Data for this exercise ::
━━━

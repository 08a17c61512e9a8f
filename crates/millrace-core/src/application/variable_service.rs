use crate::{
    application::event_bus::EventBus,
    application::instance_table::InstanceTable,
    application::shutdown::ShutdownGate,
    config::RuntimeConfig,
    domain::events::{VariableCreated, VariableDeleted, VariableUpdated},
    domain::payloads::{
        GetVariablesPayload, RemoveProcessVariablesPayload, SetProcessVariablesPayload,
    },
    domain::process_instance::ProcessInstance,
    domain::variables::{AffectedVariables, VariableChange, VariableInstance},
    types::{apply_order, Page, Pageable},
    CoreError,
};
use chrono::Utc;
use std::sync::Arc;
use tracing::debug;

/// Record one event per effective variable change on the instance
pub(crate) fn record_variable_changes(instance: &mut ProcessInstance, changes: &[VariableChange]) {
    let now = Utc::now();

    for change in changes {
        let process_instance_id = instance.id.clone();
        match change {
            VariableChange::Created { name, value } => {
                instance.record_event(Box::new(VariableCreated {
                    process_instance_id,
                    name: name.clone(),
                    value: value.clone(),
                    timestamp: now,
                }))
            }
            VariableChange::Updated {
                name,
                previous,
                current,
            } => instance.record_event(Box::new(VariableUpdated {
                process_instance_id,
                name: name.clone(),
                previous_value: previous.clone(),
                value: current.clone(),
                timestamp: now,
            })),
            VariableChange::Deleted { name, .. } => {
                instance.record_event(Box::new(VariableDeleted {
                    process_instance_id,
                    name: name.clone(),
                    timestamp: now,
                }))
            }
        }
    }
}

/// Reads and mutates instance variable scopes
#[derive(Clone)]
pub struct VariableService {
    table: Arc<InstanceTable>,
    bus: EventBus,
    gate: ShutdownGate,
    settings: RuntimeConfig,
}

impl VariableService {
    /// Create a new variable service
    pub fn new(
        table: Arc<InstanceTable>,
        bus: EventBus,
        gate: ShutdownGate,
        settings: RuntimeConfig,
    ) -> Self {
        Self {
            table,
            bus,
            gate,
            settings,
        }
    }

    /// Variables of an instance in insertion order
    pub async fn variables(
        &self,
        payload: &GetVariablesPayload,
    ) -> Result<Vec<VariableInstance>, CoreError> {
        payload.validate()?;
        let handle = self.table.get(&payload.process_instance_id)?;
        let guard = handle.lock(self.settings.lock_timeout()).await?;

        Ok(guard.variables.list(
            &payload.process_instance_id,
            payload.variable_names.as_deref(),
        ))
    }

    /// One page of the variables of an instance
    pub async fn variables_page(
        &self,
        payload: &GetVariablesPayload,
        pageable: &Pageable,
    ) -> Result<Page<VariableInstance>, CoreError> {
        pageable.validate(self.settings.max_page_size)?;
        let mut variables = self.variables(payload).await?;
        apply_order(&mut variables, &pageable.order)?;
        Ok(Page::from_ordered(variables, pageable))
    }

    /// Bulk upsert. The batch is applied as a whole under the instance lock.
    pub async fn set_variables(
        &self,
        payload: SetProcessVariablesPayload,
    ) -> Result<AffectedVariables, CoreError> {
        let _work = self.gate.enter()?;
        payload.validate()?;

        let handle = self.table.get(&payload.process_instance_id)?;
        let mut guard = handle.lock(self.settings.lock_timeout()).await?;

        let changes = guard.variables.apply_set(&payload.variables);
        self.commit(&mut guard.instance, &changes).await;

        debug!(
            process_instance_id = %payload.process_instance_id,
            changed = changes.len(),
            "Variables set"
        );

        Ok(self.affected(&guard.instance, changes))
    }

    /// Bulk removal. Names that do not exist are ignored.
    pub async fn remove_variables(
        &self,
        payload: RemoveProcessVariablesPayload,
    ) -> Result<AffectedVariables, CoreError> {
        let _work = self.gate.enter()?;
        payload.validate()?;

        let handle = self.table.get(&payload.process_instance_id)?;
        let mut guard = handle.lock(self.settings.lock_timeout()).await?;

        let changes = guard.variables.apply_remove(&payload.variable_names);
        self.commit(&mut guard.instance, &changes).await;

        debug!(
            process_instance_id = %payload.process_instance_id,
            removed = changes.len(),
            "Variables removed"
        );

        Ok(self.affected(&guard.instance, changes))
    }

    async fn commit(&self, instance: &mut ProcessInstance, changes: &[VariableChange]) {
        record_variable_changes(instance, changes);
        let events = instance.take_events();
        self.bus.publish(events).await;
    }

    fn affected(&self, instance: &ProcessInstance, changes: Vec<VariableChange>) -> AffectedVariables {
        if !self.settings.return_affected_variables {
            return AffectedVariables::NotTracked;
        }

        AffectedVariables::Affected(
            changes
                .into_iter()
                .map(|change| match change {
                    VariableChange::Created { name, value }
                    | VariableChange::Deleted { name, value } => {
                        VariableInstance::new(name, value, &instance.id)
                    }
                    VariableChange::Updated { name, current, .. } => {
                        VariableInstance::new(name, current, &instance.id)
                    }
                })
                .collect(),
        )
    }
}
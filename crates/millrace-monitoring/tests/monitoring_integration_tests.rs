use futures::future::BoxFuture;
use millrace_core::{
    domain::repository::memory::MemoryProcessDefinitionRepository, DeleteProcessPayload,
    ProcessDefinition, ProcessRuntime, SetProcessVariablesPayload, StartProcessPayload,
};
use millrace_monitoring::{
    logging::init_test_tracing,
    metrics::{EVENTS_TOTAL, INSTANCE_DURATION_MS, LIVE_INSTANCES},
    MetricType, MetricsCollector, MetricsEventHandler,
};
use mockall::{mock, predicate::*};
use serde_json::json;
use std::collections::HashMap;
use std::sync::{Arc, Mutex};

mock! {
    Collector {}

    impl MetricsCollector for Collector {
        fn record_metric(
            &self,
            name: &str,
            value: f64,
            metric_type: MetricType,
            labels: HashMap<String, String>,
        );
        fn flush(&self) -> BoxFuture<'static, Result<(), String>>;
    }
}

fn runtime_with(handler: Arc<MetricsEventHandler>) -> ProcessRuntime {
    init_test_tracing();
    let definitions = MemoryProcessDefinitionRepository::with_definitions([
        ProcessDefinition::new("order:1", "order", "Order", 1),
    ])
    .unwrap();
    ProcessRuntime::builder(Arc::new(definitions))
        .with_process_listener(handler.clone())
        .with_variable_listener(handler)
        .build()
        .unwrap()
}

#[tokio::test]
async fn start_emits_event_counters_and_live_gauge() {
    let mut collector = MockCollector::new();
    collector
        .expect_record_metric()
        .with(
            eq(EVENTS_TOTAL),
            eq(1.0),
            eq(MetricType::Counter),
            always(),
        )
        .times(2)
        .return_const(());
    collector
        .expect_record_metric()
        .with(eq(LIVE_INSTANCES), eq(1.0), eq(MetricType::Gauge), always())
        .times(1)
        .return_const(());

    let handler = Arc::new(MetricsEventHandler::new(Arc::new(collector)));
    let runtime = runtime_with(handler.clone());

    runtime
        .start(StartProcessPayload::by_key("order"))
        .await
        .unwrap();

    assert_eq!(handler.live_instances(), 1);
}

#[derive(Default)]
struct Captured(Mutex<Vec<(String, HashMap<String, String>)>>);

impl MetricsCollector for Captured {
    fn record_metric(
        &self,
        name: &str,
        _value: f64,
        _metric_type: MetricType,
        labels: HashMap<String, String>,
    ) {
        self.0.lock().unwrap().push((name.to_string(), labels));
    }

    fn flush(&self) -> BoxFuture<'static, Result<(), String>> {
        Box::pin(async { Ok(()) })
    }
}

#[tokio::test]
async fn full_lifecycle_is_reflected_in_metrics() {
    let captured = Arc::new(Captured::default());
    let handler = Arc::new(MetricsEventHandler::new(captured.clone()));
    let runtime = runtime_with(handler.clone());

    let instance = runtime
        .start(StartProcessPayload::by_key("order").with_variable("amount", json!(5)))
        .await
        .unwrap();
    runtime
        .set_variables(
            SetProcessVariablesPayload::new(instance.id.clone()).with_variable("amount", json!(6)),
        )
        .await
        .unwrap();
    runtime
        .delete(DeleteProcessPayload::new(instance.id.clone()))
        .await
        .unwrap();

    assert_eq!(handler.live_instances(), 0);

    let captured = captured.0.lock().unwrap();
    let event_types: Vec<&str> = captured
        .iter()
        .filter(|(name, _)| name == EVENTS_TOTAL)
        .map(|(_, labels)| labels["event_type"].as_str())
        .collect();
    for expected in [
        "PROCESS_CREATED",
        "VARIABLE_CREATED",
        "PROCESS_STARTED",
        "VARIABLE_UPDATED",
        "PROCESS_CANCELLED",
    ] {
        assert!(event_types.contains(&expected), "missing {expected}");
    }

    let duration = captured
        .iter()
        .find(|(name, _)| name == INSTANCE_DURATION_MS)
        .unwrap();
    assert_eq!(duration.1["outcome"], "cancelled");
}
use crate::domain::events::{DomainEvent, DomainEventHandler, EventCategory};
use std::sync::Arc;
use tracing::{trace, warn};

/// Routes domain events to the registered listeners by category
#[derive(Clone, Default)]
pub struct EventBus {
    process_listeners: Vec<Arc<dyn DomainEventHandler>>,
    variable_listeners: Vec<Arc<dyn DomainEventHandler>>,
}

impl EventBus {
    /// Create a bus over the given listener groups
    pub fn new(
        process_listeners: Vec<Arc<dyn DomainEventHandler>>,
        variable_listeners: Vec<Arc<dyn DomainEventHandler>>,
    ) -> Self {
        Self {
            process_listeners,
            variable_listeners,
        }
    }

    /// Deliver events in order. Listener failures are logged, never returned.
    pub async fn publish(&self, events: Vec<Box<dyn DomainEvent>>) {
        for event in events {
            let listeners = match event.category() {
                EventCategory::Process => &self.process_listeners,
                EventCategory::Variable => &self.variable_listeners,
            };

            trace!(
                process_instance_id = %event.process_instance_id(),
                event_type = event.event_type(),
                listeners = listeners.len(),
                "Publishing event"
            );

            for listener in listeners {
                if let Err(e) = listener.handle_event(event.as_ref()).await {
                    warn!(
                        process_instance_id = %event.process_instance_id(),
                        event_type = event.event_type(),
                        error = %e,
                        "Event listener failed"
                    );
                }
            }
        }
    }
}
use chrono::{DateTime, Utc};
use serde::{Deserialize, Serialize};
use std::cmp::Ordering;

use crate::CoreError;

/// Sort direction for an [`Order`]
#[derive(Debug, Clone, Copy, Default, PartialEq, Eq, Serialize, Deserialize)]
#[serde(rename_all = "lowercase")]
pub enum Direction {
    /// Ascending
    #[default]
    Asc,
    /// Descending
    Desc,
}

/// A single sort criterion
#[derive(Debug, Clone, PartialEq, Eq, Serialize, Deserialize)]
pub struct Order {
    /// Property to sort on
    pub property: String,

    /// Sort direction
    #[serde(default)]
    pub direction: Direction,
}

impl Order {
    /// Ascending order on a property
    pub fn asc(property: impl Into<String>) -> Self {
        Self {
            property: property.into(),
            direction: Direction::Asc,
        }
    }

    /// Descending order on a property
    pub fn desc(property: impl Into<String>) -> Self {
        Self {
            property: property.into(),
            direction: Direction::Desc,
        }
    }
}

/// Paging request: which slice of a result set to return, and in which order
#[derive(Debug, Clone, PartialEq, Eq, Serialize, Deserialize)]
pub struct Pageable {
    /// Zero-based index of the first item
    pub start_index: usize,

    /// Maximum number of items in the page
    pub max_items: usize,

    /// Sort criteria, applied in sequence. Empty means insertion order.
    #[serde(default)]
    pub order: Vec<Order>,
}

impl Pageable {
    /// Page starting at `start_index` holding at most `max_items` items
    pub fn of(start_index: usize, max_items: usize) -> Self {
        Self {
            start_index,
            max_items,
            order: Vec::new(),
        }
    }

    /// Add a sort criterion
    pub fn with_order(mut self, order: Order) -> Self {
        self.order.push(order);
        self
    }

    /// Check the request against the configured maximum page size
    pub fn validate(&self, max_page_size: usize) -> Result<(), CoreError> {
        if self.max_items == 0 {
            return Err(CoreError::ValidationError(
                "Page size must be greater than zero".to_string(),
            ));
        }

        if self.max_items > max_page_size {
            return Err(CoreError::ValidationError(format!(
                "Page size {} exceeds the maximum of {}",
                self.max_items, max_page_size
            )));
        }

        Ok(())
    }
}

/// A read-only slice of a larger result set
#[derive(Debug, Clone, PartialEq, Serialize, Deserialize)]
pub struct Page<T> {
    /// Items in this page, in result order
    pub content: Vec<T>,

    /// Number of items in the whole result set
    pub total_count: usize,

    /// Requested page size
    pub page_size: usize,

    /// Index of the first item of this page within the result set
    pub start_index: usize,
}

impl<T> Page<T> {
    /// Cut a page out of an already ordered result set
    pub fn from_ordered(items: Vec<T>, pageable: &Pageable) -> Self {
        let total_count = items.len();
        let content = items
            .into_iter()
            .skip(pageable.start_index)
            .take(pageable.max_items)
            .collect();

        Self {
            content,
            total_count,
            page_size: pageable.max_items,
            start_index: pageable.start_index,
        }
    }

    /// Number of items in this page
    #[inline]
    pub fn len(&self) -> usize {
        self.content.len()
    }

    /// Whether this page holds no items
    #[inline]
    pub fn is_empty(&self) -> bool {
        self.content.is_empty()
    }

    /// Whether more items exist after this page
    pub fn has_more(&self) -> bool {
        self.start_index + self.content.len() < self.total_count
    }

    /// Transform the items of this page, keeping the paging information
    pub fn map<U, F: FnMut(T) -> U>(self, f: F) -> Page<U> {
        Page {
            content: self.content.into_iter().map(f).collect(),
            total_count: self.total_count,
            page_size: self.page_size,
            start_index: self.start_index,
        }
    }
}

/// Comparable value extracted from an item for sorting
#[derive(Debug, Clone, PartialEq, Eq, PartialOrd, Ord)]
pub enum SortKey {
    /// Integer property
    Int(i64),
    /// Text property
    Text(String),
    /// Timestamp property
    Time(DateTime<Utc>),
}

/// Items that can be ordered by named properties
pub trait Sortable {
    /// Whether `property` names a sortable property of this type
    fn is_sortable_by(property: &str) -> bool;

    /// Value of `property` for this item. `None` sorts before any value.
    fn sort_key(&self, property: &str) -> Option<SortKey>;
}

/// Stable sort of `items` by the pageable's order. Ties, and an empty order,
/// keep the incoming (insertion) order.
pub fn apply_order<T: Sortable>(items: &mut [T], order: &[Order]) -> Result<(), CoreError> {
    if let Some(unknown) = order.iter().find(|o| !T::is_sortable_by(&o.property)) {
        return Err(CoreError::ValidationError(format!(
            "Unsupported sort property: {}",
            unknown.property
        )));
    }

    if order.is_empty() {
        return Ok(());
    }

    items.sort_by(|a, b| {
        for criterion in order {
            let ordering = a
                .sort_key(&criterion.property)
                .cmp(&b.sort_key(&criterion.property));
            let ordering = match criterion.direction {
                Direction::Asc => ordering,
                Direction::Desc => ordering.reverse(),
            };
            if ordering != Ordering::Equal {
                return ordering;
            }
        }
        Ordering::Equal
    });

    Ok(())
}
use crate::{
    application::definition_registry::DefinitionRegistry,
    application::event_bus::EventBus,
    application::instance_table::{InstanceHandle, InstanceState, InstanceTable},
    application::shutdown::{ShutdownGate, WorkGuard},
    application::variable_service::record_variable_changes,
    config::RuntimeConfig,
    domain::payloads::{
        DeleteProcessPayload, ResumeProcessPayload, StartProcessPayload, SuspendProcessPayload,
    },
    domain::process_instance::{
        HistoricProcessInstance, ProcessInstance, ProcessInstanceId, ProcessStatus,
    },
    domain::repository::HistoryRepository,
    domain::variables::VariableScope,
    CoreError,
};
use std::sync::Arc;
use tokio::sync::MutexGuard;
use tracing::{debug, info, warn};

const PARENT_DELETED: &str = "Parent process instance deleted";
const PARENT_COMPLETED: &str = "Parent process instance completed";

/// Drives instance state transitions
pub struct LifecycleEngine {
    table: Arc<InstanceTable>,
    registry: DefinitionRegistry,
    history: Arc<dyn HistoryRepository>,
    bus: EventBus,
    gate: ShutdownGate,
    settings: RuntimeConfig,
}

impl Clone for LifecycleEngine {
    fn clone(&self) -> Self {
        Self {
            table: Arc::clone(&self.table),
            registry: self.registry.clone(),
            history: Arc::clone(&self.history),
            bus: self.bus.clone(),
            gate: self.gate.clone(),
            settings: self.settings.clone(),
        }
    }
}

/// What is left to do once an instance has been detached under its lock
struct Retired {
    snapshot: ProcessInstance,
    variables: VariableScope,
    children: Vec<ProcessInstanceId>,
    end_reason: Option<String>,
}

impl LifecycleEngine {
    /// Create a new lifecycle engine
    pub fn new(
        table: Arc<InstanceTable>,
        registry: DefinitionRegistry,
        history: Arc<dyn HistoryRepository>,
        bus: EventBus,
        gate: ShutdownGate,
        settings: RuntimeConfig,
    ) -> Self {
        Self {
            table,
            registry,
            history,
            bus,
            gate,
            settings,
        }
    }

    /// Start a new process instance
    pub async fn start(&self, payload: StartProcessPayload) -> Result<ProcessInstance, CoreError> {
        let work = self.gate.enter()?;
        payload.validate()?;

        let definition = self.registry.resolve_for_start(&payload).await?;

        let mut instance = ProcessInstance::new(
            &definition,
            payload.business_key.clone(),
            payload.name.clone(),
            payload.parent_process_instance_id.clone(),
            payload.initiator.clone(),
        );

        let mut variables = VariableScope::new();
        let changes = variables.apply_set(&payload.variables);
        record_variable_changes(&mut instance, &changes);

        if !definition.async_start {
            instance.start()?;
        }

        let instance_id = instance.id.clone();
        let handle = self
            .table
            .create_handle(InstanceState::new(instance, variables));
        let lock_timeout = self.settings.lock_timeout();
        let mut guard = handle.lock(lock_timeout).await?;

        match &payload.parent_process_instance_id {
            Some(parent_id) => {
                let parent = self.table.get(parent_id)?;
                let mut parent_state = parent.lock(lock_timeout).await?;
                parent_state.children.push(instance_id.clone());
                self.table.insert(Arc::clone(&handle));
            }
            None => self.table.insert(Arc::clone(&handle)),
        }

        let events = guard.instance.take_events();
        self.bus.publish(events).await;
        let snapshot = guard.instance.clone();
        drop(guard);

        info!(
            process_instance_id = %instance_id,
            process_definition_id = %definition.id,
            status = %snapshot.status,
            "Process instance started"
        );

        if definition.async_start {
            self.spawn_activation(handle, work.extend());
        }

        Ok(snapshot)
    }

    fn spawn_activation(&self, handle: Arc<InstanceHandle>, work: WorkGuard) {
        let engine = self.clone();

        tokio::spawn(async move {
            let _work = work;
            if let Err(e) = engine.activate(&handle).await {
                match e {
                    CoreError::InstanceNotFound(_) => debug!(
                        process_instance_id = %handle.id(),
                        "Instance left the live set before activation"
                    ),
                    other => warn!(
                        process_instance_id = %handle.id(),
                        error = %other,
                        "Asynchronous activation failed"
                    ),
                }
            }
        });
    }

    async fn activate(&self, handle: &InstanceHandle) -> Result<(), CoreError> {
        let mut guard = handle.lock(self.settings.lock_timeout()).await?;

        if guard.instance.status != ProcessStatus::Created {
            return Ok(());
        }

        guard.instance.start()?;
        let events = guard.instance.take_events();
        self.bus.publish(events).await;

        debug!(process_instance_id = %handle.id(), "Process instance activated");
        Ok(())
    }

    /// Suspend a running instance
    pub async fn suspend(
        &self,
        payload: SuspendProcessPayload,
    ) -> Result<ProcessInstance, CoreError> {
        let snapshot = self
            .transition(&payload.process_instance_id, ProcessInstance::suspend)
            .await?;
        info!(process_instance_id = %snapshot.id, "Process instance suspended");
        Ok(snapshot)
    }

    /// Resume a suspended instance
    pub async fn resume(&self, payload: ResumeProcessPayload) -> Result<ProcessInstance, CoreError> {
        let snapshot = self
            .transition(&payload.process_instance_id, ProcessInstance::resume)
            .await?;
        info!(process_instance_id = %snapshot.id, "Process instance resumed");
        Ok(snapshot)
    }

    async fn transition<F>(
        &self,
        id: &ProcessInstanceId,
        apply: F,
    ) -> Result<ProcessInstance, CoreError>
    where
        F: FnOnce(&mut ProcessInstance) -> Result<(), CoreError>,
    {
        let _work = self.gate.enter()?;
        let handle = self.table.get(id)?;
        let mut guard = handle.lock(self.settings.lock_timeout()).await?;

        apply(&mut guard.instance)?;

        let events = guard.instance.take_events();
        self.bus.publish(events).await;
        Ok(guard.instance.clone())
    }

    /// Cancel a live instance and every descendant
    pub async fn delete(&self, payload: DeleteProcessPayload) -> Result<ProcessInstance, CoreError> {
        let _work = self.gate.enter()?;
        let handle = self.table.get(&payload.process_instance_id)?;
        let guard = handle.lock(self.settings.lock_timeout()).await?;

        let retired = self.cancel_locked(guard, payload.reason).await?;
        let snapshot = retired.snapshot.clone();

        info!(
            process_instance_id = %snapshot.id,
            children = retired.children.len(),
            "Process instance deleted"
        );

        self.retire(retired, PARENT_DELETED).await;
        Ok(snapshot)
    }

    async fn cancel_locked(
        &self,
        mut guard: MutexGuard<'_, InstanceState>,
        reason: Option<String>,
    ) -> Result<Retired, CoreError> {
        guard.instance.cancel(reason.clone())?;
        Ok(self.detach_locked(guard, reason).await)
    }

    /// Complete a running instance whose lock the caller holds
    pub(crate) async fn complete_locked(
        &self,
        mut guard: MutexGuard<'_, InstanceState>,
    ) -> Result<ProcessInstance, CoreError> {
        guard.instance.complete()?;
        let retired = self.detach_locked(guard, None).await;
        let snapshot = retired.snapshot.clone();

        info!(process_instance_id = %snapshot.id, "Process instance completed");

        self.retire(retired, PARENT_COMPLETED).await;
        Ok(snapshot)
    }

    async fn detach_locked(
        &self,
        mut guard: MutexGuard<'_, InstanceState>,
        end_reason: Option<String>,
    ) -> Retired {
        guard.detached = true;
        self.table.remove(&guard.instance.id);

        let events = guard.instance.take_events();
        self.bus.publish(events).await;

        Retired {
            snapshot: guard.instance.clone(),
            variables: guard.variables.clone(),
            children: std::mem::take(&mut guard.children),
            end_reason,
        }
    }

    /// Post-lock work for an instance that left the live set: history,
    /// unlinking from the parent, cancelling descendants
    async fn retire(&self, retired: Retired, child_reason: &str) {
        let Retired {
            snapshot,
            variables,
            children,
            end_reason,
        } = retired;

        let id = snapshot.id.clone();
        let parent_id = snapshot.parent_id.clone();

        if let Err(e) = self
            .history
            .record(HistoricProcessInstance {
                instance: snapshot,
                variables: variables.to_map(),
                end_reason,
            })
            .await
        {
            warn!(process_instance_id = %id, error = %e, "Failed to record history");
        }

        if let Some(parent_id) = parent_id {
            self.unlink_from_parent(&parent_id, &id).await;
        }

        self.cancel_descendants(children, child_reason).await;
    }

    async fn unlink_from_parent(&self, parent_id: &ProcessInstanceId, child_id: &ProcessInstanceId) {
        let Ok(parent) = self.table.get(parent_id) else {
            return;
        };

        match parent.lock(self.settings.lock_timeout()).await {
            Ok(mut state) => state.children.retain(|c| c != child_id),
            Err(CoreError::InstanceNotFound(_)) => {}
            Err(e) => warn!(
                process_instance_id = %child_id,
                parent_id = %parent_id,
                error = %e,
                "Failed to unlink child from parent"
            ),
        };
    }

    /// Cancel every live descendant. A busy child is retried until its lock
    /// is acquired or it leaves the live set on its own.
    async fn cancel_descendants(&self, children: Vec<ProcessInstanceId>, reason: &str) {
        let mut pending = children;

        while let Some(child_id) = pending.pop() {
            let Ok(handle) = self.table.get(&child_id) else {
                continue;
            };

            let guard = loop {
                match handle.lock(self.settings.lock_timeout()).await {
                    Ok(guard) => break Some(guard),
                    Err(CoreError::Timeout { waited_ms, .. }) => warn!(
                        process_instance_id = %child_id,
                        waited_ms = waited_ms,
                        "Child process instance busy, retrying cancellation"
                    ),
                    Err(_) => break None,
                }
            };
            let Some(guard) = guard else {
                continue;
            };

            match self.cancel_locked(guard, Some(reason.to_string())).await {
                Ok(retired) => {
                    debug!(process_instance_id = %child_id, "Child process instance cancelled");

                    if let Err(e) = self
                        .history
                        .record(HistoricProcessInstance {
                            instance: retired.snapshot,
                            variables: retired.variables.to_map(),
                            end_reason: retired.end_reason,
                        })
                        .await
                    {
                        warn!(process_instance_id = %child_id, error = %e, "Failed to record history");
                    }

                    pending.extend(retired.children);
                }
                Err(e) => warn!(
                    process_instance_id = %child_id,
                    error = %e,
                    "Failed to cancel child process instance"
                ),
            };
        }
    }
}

━━━

Task brief ::
For this exercise, find all lines in the records containing the word "amount" and copy them.

Task response ::
        .start(StartProcessPayload::by_key("order").with_variable("amount", json!(5)))
            SetProcessVariablesPayload::new(instance.id.clone()).with_variable("amount", json!(6)),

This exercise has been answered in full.